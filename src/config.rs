use eyre::{Context, Result};
use serde::{Deserialize, Serialize};
use std::fs;
use std::path::{Path, PathBuf};
use std::time::Duration;

use crate::bus::Capabilities;
use crate::codec::frame::DEFAULT_MAX_FRAME_LENGTH;

#[derive(Debug, Clone, Serialize, Deserialize)]
#[serde(default)]
pub struct Config {
    pub log_level: Option<String>,
    pub transport: TransportConfig,
    pub lifecycle: LifecycleConfig,
    pub bus: BusConfig,
}

#[derive(Debug, Clone, Serialize, Deserialize)]
#[serde(default)]
pub struct TransportConfig {
    /// `tcp://host:port` or `unix:///path/to.sock`
    pub endpoint: String,
    pub ready_timeout_ms: u64,
    pub max_frame_length: usize,
    /// Capacity of each call's response channel.
    pub call_buffer: usize,
}

impl Default for TransportConfig {
    fn default() -> Self {
        Self {
            endpoint: "tcp://127.0.0.1:7420".to_string(),
            ready_timeout_ms: 10000,
            max_frame_length: DEFAULT_MAX_FRAME_LENGTH,
            call_buffer: 64,
        }
    }
}

impl TransportConfig {
    /// Create config with custom endpoint.
    pub fn with_endpoint(endpoint: impl Into<String>) -> Self {
        Self {
            endpoint: endpoint.into(),
            ..Default::default()
        }
    }

    pub fn ready_timeout(&self) -> Duration {
        Duration::from_millis(self.ready_timeout_ms)
    }
}

#[derive(Debug, Clone, Serialize, Deserialize)]
#[serde(default)]
pub struct LifecycleConfig {
    pub max_retries: u32,
    pub retry_delay_ms: u64,
}

impl Default for LifecycleConfig {
    fn default() -> Self {
        Self {
            max_retries: 3,
            retry_delay_ms: 5000,
        }
    }
}

impl LifecycleConfig {
    pub fn retry_delay(&self) -> Duration {
        Duration::from_millis(self.retry_delay_ms)
    }
}

#[derive(Debug, Clone, Default, Serialize, Deserialize)]
#[serde(default)]
pub struct BusConfig {
    /// Overrides the host capability mask read from the environment.
    pub capabilities: Option<u32>,
}

impl BusConfig {
    /// Configured mask if set, otherwise the environment.
    pub fn resolve_capabilities(&self) -> Capabilities {
        match self.capabilities {
            Some(mask) => Capabilities::from_mask(mask),
            None => Capabilities::from_env(),
        }
    }
}

impl Default for Config {
    fn default() -> Self {
        Self {
            log_level: Some("info".to_string()),
            transport: TransportConfig::default(),
            lifecycle: LifecycleConfig::default(),
            bus: BusConfig::default(),
        }
    }
}

impl Config {
    /// Load configuration with fallback chain
    pub fn load(config_path: Option<&PathBuf>) -> Result<Self> {
        // If explicit config path provided, try to load it
        if let Some(path) = config_path {
            return Self::load_from_file(path).context(format!("Failed to load config from {}", path.display()));
        }

        // Try primary location: ~/.config/<project>/<project>.yml
        if let Some(config_dir) = dirs::config_dir() {
            let project_name = env!("CARGO_PKG_NAME");
            let primary_config = config_dir.join(project_name).join(format!("{}.yml", project_name));
            if primary_config.exists() {
                match Self::load_from_file(&primary_config) {
                    Ok(config) => return Ok(config),
                    Err(e) => {
                        log::warn!("Failed to load config from {}: {}", primary_config.display(), e);
                    }
                }
            }
        }

        // Try fallback location: ./<project>.yml
        let project_name = env!("CARGO_PKG_NAME");
        let fallback_config = PathBuf::from(format!("{}.yml", project_name));
        if fallback_config.exists() {
            match Self::load_from_file(&fallback_config) {
                Ok(config) => return Ok(config),
                Err(e) => {
                    log::warn!("Failed to load config from {}: {}", fallback_config.display(), e);
                }
            }
        }

        log::info!("No config file found, using defaults");
        Ok(Self::default())
    }

    fn load_from_file<P: AsRef<Path>>(path: P) -> Result<Self> {
        let content = fs::read_to_string(&path).context("Failed to read config file")?;

        let config: Self = serde_yaml::from_str(&content).context("Failed to parse config file")?;

        log::info!("Loaded config from: {}", path.as_ref().display());
        Ok(config)
    }
}
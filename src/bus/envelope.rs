//! Host envelopes and their pipe framing.

use bytes::{Buf, BufMut, Bytes, BytesMut};
use tokio_util::codec::{Decoder, Encoder};

use crate::codec::frame::DEFAULT_MAX_FRAME_LENGTH;

const HEADER_LEN: usize = 12;

/// A message pushed by the host, addressed to one listener handle.
#[derive(Debug, Clone, PartialEq, Eq)]
pub struct Envelope {
    pub handle: u64,
    pub payload: Bytes,
}

impl Envelope {
    pub fn new(handle: u64, payload: impl Into<Bytes>) -> Self {
        Self {
            handle,
            payload: payload.into(),
        }
    }
}

/// Envelope framing on the host pipe:
/// - 8 bytes: listener handle (big-endian u64)
/// - 4 bytes: payload length (big-endian u32)
/// - N bytes: payload
#[derive(Debug, Clone)]
pub struct EnvelopeCodec {
    max_length: usize,
}

impl EnvelopeCodec {
    pub fn new() -> Self {
        Self {
            max_length: DEFAULT_MAX_FRAME_LENGTH,
        }
    }

    /// Capped at what the u32 length field can carry.
    pub fn with_max_length(max_length: usize) -> Self {
        Self {
            max_length: max_length.min(u32::MAX as usize),
        }
    }

    pub fn max_length(&self) -> usize {
        self.max_length
    }
}

impl Default for EnvelopeCodec {
    fn default() -> Self {
        Self::new()
    }
}

impl Decoder for EnvelopeCodec {
    type Item = Envelope;
    type Error = std::io::Error;

    fn decode(&mut self, src: &mut BytesMut) -> std::result::Result<Option<Self::Item>, Self::Error> {
        if src.len() < HEADER_LEN {
            return Ok(None);
        }

        let length = u32::from_be_bytes([src[8], src[9], src[10], src[11]]) as usize;
        if length > self.max_length {
            return Err(std::io::Error::new(
                std::io::ErrorKind::InvalidData,
                format!("Envelope too large: {} > {}", length, self.max_length),
            ));
        }

        if src.len() < HEADER_LEN + length {
            src.reserve(HEADER_LEN + length - src.len());
            return Ok(None);
        }

        let handle = src.get_u64();
        src.advance(4);
        let payload = src.split_to(length).freeze();
        Ok(Some(Envelope { handle, payload }))
    }
}

impl Encoder<Envelope> for EnvelopeCodec {
    type Error = std::io::Error;

    fn encode(&mut self, item: Envelope, dst: &mut BytesMut) -> std::result::Result<(), Self::Error> {
        if item.payload.len() > self.max_length {
            return Err(std::io::Error::new(
                std::io::ErrorKind::InvalidData,
                format!("Envelope too large: {} > {}", item.payload.len(), self.max_length),
            ));
        }

        dst.reserve(HEADER_LEN + item.payload.len());
        dst.put_u64(item.handle);
        dst.put_u32(item.payload.len() as u32);
        dst.put_slice(&item.payload);
        Ok(())
    }
}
■ ■ ■ ■
- **Problem details**: Check every line of the records, and copy the ones that hold the word "endian".

- **Output**:
/// - 8 bytes: listener handle (big-endian u64)
/// - 4 bytes: payload length (big-endian u32)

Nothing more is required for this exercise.